Unquestionably, neither Congress nor policymakers will seriously entertain any of these options. They may make minor adjustments to budget allocations and taxes, but confronting the fiscal crisis head-on remains politically unfeasible.
As a result, the Federal Reserve will persist in printing money and funding the government until a catastrophic fallout occurs. Such debt monetization is profoundly disruptive to both the economy and financial markets. This situation exemplifies why we find ourselves in serious jeopardy.
Interestingly, just last Friday marked 90 years since decisive actions were taken to end the horrifying hyperinflation in the Weimar Republic. On November 15, 1923, the Reichsbank—Germany’s central bank—halted its debt monetization. This decision ultimately curbed the hyperinflation.
Just five days later, Reichsbank President Rudolph Havenstein succumbed to a massive heart attack. You can find an insightful analysis of that period by Thorsten Polleit here.
Perhaps the heart attack stemmed from Havenstein’s abrupt realization that he had profoundly miscalculated the events leading up to November 15, 1923, and how his actions had fueled inflation by printing more money to meet rising demand caused by the devaluation of the mark. While the reasons remain speculative, it’s worth noting that, in Germany, “in 1918 you could buy 500 billion eggs with the same money that would purchase just one egg five years later.”
By 1923, “hyperinflation had devastated the majority of the German populace, particularly the middle class. Food shortages and cold were rampant, fueling a rise in political extremism.”

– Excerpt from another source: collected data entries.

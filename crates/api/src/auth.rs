//! Bearer credential extractors.
//!
//! Handlers take a [`Caller`] when the route needs a provisioned account,
//! a [`MaybeCaller`] when anonymous access is allowed, and a [`Credential`]
//! for the provisioning handshake, which runs before the account exists.

use std::sync::Arc;

use axum::extract::FromRequestParts;
use axum::http::HeaderMap;
use axum::http::header::AUTHORIZATION;
use axum::http::request::Parts;
use domain::{Identity, VerifiedCredential};
use store::DomainStore;

use crate::error::ApiError;
use crate::state::AppState;

/// Returns the token from an `Authorization: Bearer <token>` header.
pub fn bearer_token(headers: &HeaderMap) -> Option<&str> {
    headers
        .get(AUTHORIZATION)
        .and_then(|v| v.to_str().ok())
        .and_then(|v| v.strip_prefix("Bearer "))
        .map(str::trim)
        .filter(|token| !token.is_empty())
}

/// A caller with a provisioned account.
#[derive(Debug, Clone)]
pub struct Caller(pub Identity);

/// A caller who may be anonymous.
#[derive(Debug, Clone)]
pub struct MaybeCaller(pub Option<Identity>);

/// A verified credential that may not have an account yet.
#[derive(Debug, Clone)]
pub struct Credential(pub VerifiedCredential);

impl<S> FromRequestParts<Arc<AppState<S>>> for Caller
where
    S: DomainStore + Clone + 'static,
{
    type Rejection = ApiError;

    async fn from_request_parts(
        parts: &mut Parts,
        state: &Arc<AppState<S>>,
    ) -> Result<Self, Self::Rejection> {
        let identity = state.gate.authenticate(bearer_token(&parts.headers)).await?;
        Ok(Caller(identity))
    }
}

impl<S> FromRequestParts<Arc<AppState<S>>> for MaybeCaller
where
    S: DomainStore + Clone + 'static,
{
    type Rejection = ApiError;

    async fn from_request_parts(
        parts: &mut Parts,
        state: &Arc<AppState<S>>,
    ) -> Result<Self, Self::Rejection> {
        let identity = state
            .gate
            .authenticate_optional(bearer_token(&parts.headers))
            .await?;
        Ok(MaybeCaller(identity))
    }
}

impl<S> FromRequestParts<Arc<AppState<S>>> for Credential
where
    S: DomainStore + Clone + 'static,
{
    type Rejection = ApiError;

    async fn from_request_parts(
        parts: &mut Parts,
        state: &Arc<AppState<S>>,
    ) -> Result<Self, Self::Rejection> {
        let credential = state
            .gate
            .verify_credential(bearer_token(&parts.headers))
            .await?;
        Ok(Credential(credential))
    }
}
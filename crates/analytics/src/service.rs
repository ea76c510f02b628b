//! Admin-gated reporting over the order store.

use std::collections::HashMap;
use std::time::Instant;

use chrono::FixedOffset;
use common::{ProductId, Role};
use domain::{Identity, StorefrontSettings, require_role};
use futures_util::TryStreamExt;
use store::{DomainStore, Order, Product, ProductQuery};

use crate::error::{AnalyticsError, Result};
use crate::pipeline::{CategorySales, RevenueOverTime, TopSelling};
use crate::report::{Bucket, CategoryRevenue, PeriodRevenue, SalesFilter, TopProduct};

/// Computes the sales views on demand. Nothing is cached between calls.
#[derive(Clone)]
pub struct ReportingService<S: DomainStore> {
    store: S,
    offset: FixedOffset,
    top_limit: usize,
}

impl<S: DomainStore> ReportingService<S> {
    pub fn new(store: S, settings: &StorefrontSettings) -> Result<Self> {
        let offset = settings
            .reporting_offset_minutes
            .checked_mul(60)
            .and_then(FixedOffset::east_opt)
            .ok_or_else(|| {
                AnalyticsError::InvalidParameters(format!(
                    "reporting offset of {} minutes is out of range",
                    settings.reporting_offset_minutes
                ))
            })?;
        Ok(Self {
            store,
            offset,
            top_limit: settings.top_products_limit,
        })
    }

    pub fn reporting_offset(&self) -> FixedOffset {
        self.offset
    }

    /// Feeds every admitted order through `sink`, one at a time.
    async fn fold_orders<F>(&self, filter: &SalesFilter, mut sink: F) -> Result<u64>
    where
        F: FnMut(&Order) -> Result<()>,
    {
        let mut stream = self.store.stream_orders().await?;
        let mut seen = 0;
        while let Some(order) = stream.try_next().await? {
            if filter.admits(&order) {
                sink(&order)?;
                seen += 1;
            }
        }
        Ok(seen)
    }

    fn gate(identity: &Identity, filter: &SalesFilter) -> Result<()> {
        require_role(identity, &[Role::Admin])?;
        filter.validate()
    }

    #[tracing::instrument(skip(self, identity), fields(user_id = %identity.user_id))]
    pub async fn top_selling_products(
        &self,
        identity: &Identity,
        filter: SalesFilter,
    ) -> Result<Vec<TopProduct>> {
        Self::gate(identity, &filter)?;
        let started = Instant::now();

        let mut top = TopSelling::new();
        let orders = self
            .fold_orders(&filter, |order| {
                top.add(order);
                Ok(())
            })
            .await?;

        let mut catalog = HashMap::new();
        for (product_id, _) in top.ranked(self.top_limit) {
            if let Some(product) = self.store.get_product(product_id).await? {
                catalog.insert(product_id, product);
            }
        }
        let rows = top.finish(self.top_limit, &catalog);

        record("top_selling", started);
        tracing::debug!(orders, rows = rows.len(), "top-selling report computed");
        Ok(rows)
    }

    #[tracing::instrument(skip(self, identity), fields(user_id = %identity.user_id))]
    pub async fn category_sales(
        &self,
        identity: &Identity,
        filter: SalesFilter,
    ) -> Result<Vec<CategoryRevenue>> {
        Self::gate(identity, &filter)?;
        let started = Instant::now();

        let mut sales = CategorySales::new();
        let orders = self.fold_orders(&filter, |order| sales.add(order)).await?;

        let catalog: HashMap<ProductId, Product> = self
            .store
            .list_products(ProductQuery::new())
            .await?
            .into_iter()
            .map(|p| (p.id, p))
            .collect();
        let rows = sales.finish(&catalog)?;

        record("category_sales", started);
        tracing::debug!(orders, rows = rows.len(), "category report computed");
        Ok(rows)
    }

    #[tracing::instrument(skip(self, identity), fields(user_id = %identity.user_id))]
    pub async fn sales_over_time(
        &self,
        identity: &Identity,
        bucket: Bucket,
        filter: SalesFilter,
    ) -> Result<Vec<PeriodRevenue>> {
        Self::gate(identity, &filter)?;
        let started = Instant::now();

        let mut series = RevenueOverTime::new(bucket, self.offset);
        let orders = self.fold_orders(&filter, |order| series.add(order)).await?;
        let rows = series.finish();

        record(
            match bucket {
                Bucket::Day => "daily_sales",
                Bucket::Month => "monthly_sales",
            },
            started,
        );
        tracing::debug!(orders, rows = rows.len(), bucket = bucket.as_str(), "time series computed");
        Ok(rows)
    }
}

fn record(view: &'static str, started: Instant) {
    metrics::histogram!("report_duration_seconds", "view" => view)
        .record(started.elapsed().as_secs_f64());
}
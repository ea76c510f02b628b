//! Order operation inputs.

use common::{OrderStatus, ProductId};
use serde::Deserialize;

use crate::error::{DomainError, Result};

pub const MAX_LINE_QUANTITY: u32 = 10_000;
pub const MAX_CART_LINES: usize = 100;

#[derive(Debug, Clone, Deserialize)]
#[serde(rename_all = "camelCase")]
pub struct CartLine {
    pub product_id: ProductId,
    pub quantity: i64,
}

/// What the purchaser wants to buy. Prices come from the catalog, never the client.
#[derive(Debug, Clone, Default, Deserialize)]
pub struct CartSnapshot {
    #[serde(default)]
    pub items: Vec<CartLine>,
}

impl CartSnapshot {
    pub fn new(items: Vec<CartLine>) -> Self {
        Self { items }
    }

    /// Validates quantities and merges repeated products, keeping first-seen order.
    pub fn validate(&self) -> Result<Vec<(ProductId, u32)>> {
        if self.items.is_empty() {
            return Err(DomainError::invalid("order must contain at least one item"));
        }
        if self.items.len() > MAX_CART_LINES {
            return Err(DomainError::invalid(format!(
                "an order may hold at most {MAX_CART_LINES} lines"
            )));
        }

        let mut merged: Vec<(ProductId, u32)> = Vec::with_capacity(self.items.len());
        for line in &self.items {
            let quantity = check_quantity(line.quantity)?;
            match merged.iter_mut().find(|(id, _)| *id == line.product_id) {
                Some((_, total)) => {
                    *total = total
                        .checked_add(quantity)
                        .filter(|q| *q <= MAX_LINE_QUANTITY)
                        .ok_or_else(|| {
                            DomainError::invalid(format!(
                                "quantity for {} exceeds {MAX_LINE_QUANTITY}",
                                line.product_id
                            ))
                        })?;
                }
                None => merged.push((line.product_id, quantity)),
            }
        }
        Ok(merged)
    }
}

fn check_quantity(quantity: i64) -> Result<u32> {
    match u32::try_from(quantity) {
        Ok(q) if (1..=MAX_LINE_QUANTITY).contains(&q) => Ok(q),
        _ => Err(DomainError::invalid(format!(
            "quantity must be between 1 and {MAX_LINE_QUANTITY} (got {quantity})"
        ))),
    }
}

#[derive(Debug, Clone, Deserialize)]
pub struct SetOrderStatus {
    pub status: String,
}

impl SetOrderStatus {
    pub fn new(status: OrderStatus) -> Self {
        Self {
            status: status.to_string(),
        }
    }

    pub fn parse(&self) -> Result<OrderStatus> {
        self.status
            .parse()
            .map_err(|e: common::ParseError| DomainError::invalid(e.to_string()))
    }
}
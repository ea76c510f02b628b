//! Liveness endpoint.

use axum::Json;
use serde::Serialize;

#[derive(Serialize)]
pub struct HealthResponse {
    pub status: &'static str,
    pub version: &'static str,
}

/// GET /health: reports that the process is serving requests.
pub async fn check() -> Json<HealthResponse> {
    Json(HealthResponse {
        status: "ok",
        version: env!("CARGO_PKG_VERSION"),
    })
}
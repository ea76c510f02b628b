//! Prometheus scrape endpoint.

use axum::extract::State;
use axum::http::StatusCode;
use axum::http::header::CONTENT_TYPE;
use axum::response::IntoResponse;
use metrics_exporter_prometheus::PrometheusHandle;

const PROMETHEUS_TEXT: &str = "text/plain; version=0.0.4; charset=utf-8";

/// GET /metrics: every recorded series in Prometheus text format.
pub async fn get(State(handle): State<PrometheusHandle>) -> impl IntoResponse {
    (StatusCode::OK, [(CONTENT_TYPE, PROMETHEUS_TEXT)], handle.render())
}
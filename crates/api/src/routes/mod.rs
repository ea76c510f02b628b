//! HTTP route handlers.

pub mod analytics;
pub mod health;
pub mod metrics;
pub mod orders;
pub mod products;
pub mod users;

use crate::error::ApiError;

/// Parses a path id, mapping failures to `400 Bad Request`.
pub(crate) fn parse_id<T, E: std::fmt::Display>(
    entity: &str,
    raw: &str,
    parse: impl FnOnce(&str) -> Result<T, E>,
) -> Result<T, ApiError> {
    parse(raw).map_err(|e| ApiError::BadRequest(format!("invalid {entity} id {raw:?}: {e}")))
}
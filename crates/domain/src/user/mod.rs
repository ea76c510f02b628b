//! User accounts: provisioning, profile edits and admin management.

mod commands;
mod service;

pub use commands::{
    MAX_DISPLAY_NAME_LEN, ProvisionUser, SetUserRole, UpdateProfile, normalize_email,
    validate_display_name,
};
pub use service::{Provisioned, UserService};
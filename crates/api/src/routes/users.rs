//! Account provisioning and administration endpoints.

use std::sync::Arc;

use axum::Json;
use axum::extract::{Path, State};
use axum::http::StatusCode;
use chrono::{DateTime, Utc};
use common::{Role, UserId};
use domain::{ProvisionUser, SetUserRole, UpdateProfile};
use serde::Serialize;
use store::{DomainStore, User};

use crate::auth::{Caller, Credential};
use crate::error::ApiError;
use crate::routes::parse_id;
use crate::state::AppState;

#[derive(Debug, Serialize)]
#[serde(rename_all = "camelCase")]
pub struct UserResponse {
    pub id: UserId,
    pub display_name: String,
    pub email: String,
    pub role: Role,
    pub created_at: DateTime<Utc>,
    pub updated_at: DateTime<Utc>,
}

impl From<User> for UserResponse {
    fn from(user: User) -> Self {
        Self {
            id: user.id,
            display_name: user.display_name,
            email: user.email,
            role: user.role,
            created_at: user.created_at,
            updated_at: user.updated_at,
        }
    }
}

/// POST /users: provisions the account behind the bearer credential.
///
/// Returns `201 Created` for a new account and `200 OK` when the subject
/// already has one.
#[tracing::instrument(skip_all)]
pub async fn provision<S: DomainStore + Clone + 'static>(
    State(state): State<Arc<AppState<S>>>,
    Credential(credential): Credential,
    Json(input): Json<ProvisionUser>,
) -> Result<(StatusCode, Json<UserResponse>), ApiError> {
    let provisioned = state.users.provision(credential, input).await?;
    let status = if provisioned.created {
        StatusCode::CREATED
    } else {
        StatusCode::OK
    };
    Ok((status, Json(provisioned.user.into())))
}

/// GET /users/me
pub async fn me<S: DomainStore + Clone + 'static>(
    State(state): State<Arc<AppState<S>>>,
    Caller(identity): Caller,
) -> Result<Json<UserResponse>, ApiError> {
    let user = state.users.get_own_user(&identity).await?;
    Ok(Json(user.into()))
}

/// PATCH /users/me
pub async fn update_me<S: DomainStore + Clone + 'static>(
    State(state): State<Arc<AppState<S>>>,
    Caller(identity): Caller,
    Json(update): Json<UpdateProfile>,
) -> Result<Json<UserResponse>, ApiError> {
    let user = state.users.update_user(&identity, update).await?;
    Ok(Json(user.into()))
}

/// GET /users: every account. Admin only.
pub async fn list<S: DomainStore + Clone + 'static>(
    State(state): State<Arc<AppState<S>>>,
    Caller(identity): Caller,
) -> Result<Json<Vec<UserResponse>>, ApiError> {
    let users = state.users.list_all_users(&identity).await?;
    Ok(Json(users.into_iter().map(UserResponse::from).collect()))
}

/// PUT /users/{id}/role: admin only.
pub async fn set_role<S: DomainStore + Clone + 'static>(
    State(state): State<Arc<AppState<S>>>,
    Caller(identity): Caller,
    Path(id): Path<String>,
    Json(body): Json<SetUserRole>,
) -> Result<Json<UserResponse>, ApiError> {
    let user_id = parse_id("user", &id, UserId::parse)?;
    let user = state
        .users
        .set_user_role(&identity, user_id, body.role)
        .await?;
    Ok(Json(user.into()))
}

/// DELETE /users/{id}: admin only.
pub async fn delete<S: DomainStore + Clone + 'static>(
    State(state): State<Arc<AppState<S>>>,
    Caller(identity): Caller,
    Path(id): Path<String>,
) -> Result<StatusCode, ApiError> {
    let user_id = parse_id("user", &id, UserId::parse)?;
    state.users.delete_user(&identity, user_id).await?;
    Ok(StatusCode::NO_CONTENT)
}
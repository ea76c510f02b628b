//! Payment session creator trait and in-memory implementation.

use std::collections::HashMap;
use std::sync::Arc;

use async_trait::async_trait;
use common::{Money, OrderId};
use serde::Serialize;
use thiserror::Error;
use tokio::sync::RwLock;

/// One line of a checkout as presented to the payment provider.
#[derive(Debug, Clone, PartialEq, Eq, Serialize)]
pub struct PaymentLine {
    pub name: String,
    pub unit_price: Money,
    pub quantity: u32,
}

#[derive(Debug, Clone, PartialEq, Eq)]
pub struct PaymentSessionRequest {
    pub order_id: OrderId,
    pub lines: Vec<PaymentLine>,
    pub success_url: String,
    pub cancel_url: String,
}

/// Opaque session handle returned by the provider.
#[derive(Debug, Clone, PartialEq, Eq, Serialize)]
pub struct PaymentSession {
    pub session_ref: String,
    pub redirect_url: Option<String>,
}

#[derive(Debug, Error)]
pub enum PaymentError {
    #[error("payment provider unavailable: {0}")]
    Unavailable(String),

    #[error("payment provider rejected the session: {0}")]
    Rejected(String),
}

/// Creates hosted checkout sessions with an external payment provider.
#[async_trait]
pub trait PaymentSessionCreator: Send + Sync {
    async fn create_session(
        &self,
        request: PaymentSessionRequest,
    ) -> Result<PaymentSession, PaymentError>;
}

#[derive(Debug, Default)]
struct InMemoryPaymentState {
    sessions: HashMap<String, PaymentSessionRequest>,
    next_id: u32,
    fail_on_create: bool,
}

/// In-memory payment session creator for testing and local runs.
#[derive(Debug, Clone, Default)]
pub struct InMemoryPaymentSessions {
    state: Arc<RwLock<InMemoryPaymentState>>,
}

impl InMemoryPaymentSessions {
    pub fn new() -> Self {
        Self::default()
    }

    /// Configures the creator to fail as if the provider were unreachable.
    pub async fn set_fail_on_create(&self, fail: bool) {
        self.state.write().await.fail_on_create = fail;
    }

    pub async fn session_count(&self) -> usize {
        self.state.read().await.sessions.len()
    }

    pub async fn session(&self, session_ref: &str) -> Option<PaymentSessionRequest> {
        self.state.read().await.sessions.get(session_ref).cloned()
    }
}

#[async_trait]
impl PaymentSessionCreator for InMemoryPaymentSessions {
    async fn create_session(
        &self,
        request: PaymentSessionRequest,
    ) -> Result<PaymentSession, PaymentError> {
        let mut state = self.state.write().await;

        if state.fail_on_create {
            return Err(PaymentError::Unavailable(
                "connection refused".to_string(),
            ));
        }

        state.next_id += 1;
        let session_ref = format!("CS-{:04}", state.next_id);
        let redirect_url = Some(format!("https://pay.invalid/session/{session_ref}"));
        state.sessions.insert(session_ref.clone(), request);

        Ok(PaymentSession {
            session_ref,
            redirect_url,
        })
    }
}

#[cfg(test)]
mod tests {
    use super::*;

    fn request() -> PaymentSessionRequest {
        PaymentSessionRequest {
            order_id: OrderId::new(),
            lines: vec![PaymentLine {
                name: "Scarf".to_string(),
                unit_price: Money::from_cents(1500),
                quantity: 2,
            }],
            success_url: "http://localhost/ok".to_string(),
            cancel_url: "http://localhost/cancel".to_string(),
        }
    }

    #[tokio::test]
    async fn sessions_get_sequential_refs() {
        let sessions = InMemoryPaymentSessions::new();
        let first = sessions.create_session(request()).await.unwrap();
        let second = sessions.create_session(request()).await.unwrap();

        assert_eq!(first.session_ref, "CS-0001");
        assert_eq!(second.session_ref, "CS-0002");
        assert_eq!(sessions.session_count().await, 2);
        assert_eq!(
            sessions.session("CS-0001").await.unwrap().lines[0].quantity,
            2
        );
    }

    #[tokio::test]
    async fn failing_provider_records_nothing() {
        let sessions = InMemoryPaymentSessions::new();
        sessions.set_fail_on_create(true).await;

        assert!(matches!(
            sessions.create_session(request()).await,
            Err(PaymentError::Unavailable(_))
        ));
        assert_eq!(sessions.session_count().await, 0);
    }
}
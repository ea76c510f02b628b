use common::{Category, OrderStatus, UserId};
use serde::{Deserialize, Serialize};

/// Sort direction on `created_at`.
#[derive(Debug, Clone, Copy, PartialEq, Eq, Default, Serialize, Deserialize)]
#[serde(rename_all = "lowercase")]
pub enum SortDirection {
    Asc,
    #[default]
    Desc,
}

/// Filters for listing products.
///
/// Results are always ordered by creation time, then id.
#[derive(Debug, Clone, Default, PartialEq, Eq)]
pub struct ProductQuery {
    /// Only products in this category.
    pub category: Option<Category>,

    /// Case-insensitive substring match on the product name.
    pub name_contains: Option<String>,

    /// Only products created by this user.
    pub created_by: Option<UserId>,
}

impl ProductQuery {
    pub fn new() -> Self {
        Self::default()
    }

    pub fn category(mut self, category: Category) -> Self {
        self.category = Some(category);
        self
    }

    pub fn name_contains(mut self, needle: impl Into<String>) -> Self {
        self.name_contains = Some(needle.into());
        self
    }

    pub fn created_by(mut self, user_id: UserId) -> Self {
        self.created_by = Some(user_id);
        self
    }
}

/// Filters for listing orders.
///
/// Results are ordered by creation time (then id) in `sort` direction.
#[derive(Debug, Clone, Default, PartialEq, Eq)]
pub struct OrderQuery {
    /// Only orders placed by this user.
    pub purchaser: Option<UserId>,

    /// Only orders in this status.
    pub status: Option<OrderStatus>,

    pub sort: SortDirection,
}

impl OrderQuery {
    pub fn new() -> Self {
        Self::default()
    }

    /// Creates a query for all orders placed by a user.
    pub fn for_purchaser(user_id: UserId) -> Self {
        Self {
            purchaser: Some(user_id),
            ..Default::default()
        }
    }

    pub fn status(mut self, status: OrderStatus) -> Self {
        self.status = Some(status);
        self
    }

    pub fn sort(mut self, sort: SortDirection) -> Self {
        self.sort = sort;
        self
    }
}
//! Product catalog.

mod commands;
mod service;

pub use commands::{
    AdjustStock, CreateProduct, ListProducts, MAX_DESCRIPTION_LEN, MAX_NAME_LEN, NewProduct,
    UpdateProduct, validate_stock,
};
pub use service::ProductService;
//! Roles and catalog categories.

use serde::{Deserialize, Serialize};

use crate::ParseError;

/// Capability tier of a user.
#[derive(Debug, Clone, Copy, PartialEq, Eq, Hash, Default, Serialize, Deserialize)]
#[serde(rename_all = "lowercase")]
pub enum Role {
    Guest,
    #[default]
    User,
    Admin,
}

impl Role {
    pub const ALL: [Role; 3] = [Role::Guest, Role::User, Role::Admin];

    pub fn as_str(&self) -> &'static str {
        match self {
            Role::Guest => "guest",
            Role::User => "user",
            Role::Admin => "admin",
        }
    }

    pub fn is_admin(&self) -> bool {
        matches!(self, Role::Admin)
    }
}

impl std::fmt::Display for Role {
    fn fmt(&self, f: &mut std::fmt::Formatter<'_>) -> std::fmt::Result {
        f.write_str(self.as_str())
    }
}

impl std::str::FromStr for Role {
    type Err = ParseError;

    fn from_str(s: &str) -> Result<Self, Self::Err> {
        Role::ALL
            .into_iter()
            .find(|role| role.as_str().eq_ignore_ascii_case(s))
            .ok_or_else(|| ParseError::new("role", s))
    }
}

/// Fixed set of catalog categories.
#[derive(Debug, Clone, Copy, PartialEq, Eq, PartialOrd, Ord, Hash, Serialize, Deserialize)]
#[serde(rename_all = "lowercase")]
pub enum Category {
    Tops,
    Bottoms,
    Dresses,
    Outerwear,
    Shoes,
    Accessories,
}

impl Category {
    pub const ALL: [Category; 6] = [
        Category::Tops,
        Category::Bottoms,
        Category::Dresses,
        Category::Outerwear,
        Category::Shoes,
        Category::Accessories,
    ];

    pub fn as_str(&self) -> &'static str {
        match self {
            Category::Tops => "tops",
            Category::Bottoms => "bottoms",
            Category::Dresses => "dresses",
            Category::Outerwear => "outerwear",
            Category::Shoes => "shoes",
            Category::Accessories => "accessories",
        }
    }
}

impl std::fmt::Display for Category {
    fn fmt(&self, f: &mut std::fmt::Formatter<'_>) -> std::fmt::Result {
        f.write_str(self.as_str())
    }
}

impl std::str::FromStr for Category {
    type Err = ParseError;

    fn from_str(s: &str) -> Result<Self, Self::Err> {
        Category::ALL
            .into_iter()
            .find(|category| category.as_str().eq_ignore_ascii_case(s))
            .ok_or_else(|| ParseError::new("category", s))
    }
}

#[cfg(test)]
mod tests {
    use super::*;

    #[test]
    fn role_round_trips_through_str() {
        for role in Role::ALL {
            assert_eq!(role.as_str().parse::<Role>().unwrap(), role);
        }
        assert!("root".parse::<Role>().is_err());
    }

    #[test]
    fn only_admin_is_admin() {
        assert!(Role::Admin.is_admin());
        assert!(!Role::User.is_admin());
        assert!(!Role::Guest.is_admin());
    }

    #[test]
    fn category_serializes_lowercase() {
        let json = serde_json::to_string(&Category::Tops).unwrap();
        assert_eq!(json, "\"tops\"");
        assert_eq!("TOPS".parse::<Category>().unwrap(), Category::Tops);
    }

    #[test]
    fn unknown_category_is_rejected() {
        let err = "hats".parse::<Category>().unwrap_err();
        assert_eq!(err.to_string(), "unknown category: hats");
    }
}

This is the peril that the Federal Reserve faces as it engages in its ongoing debt monetization experiment. Furthermore, Janet Yellen, the incoming chair of the Federal Reserve, seems determined to continue this trajectory until the dollar is reduced to ashes.
In conclusion, the risks posed by unchecked debt monetization are profound, not only for our economy but for society as a whole. As we navigate through these treacherous waters, awareness and accountability must prevail.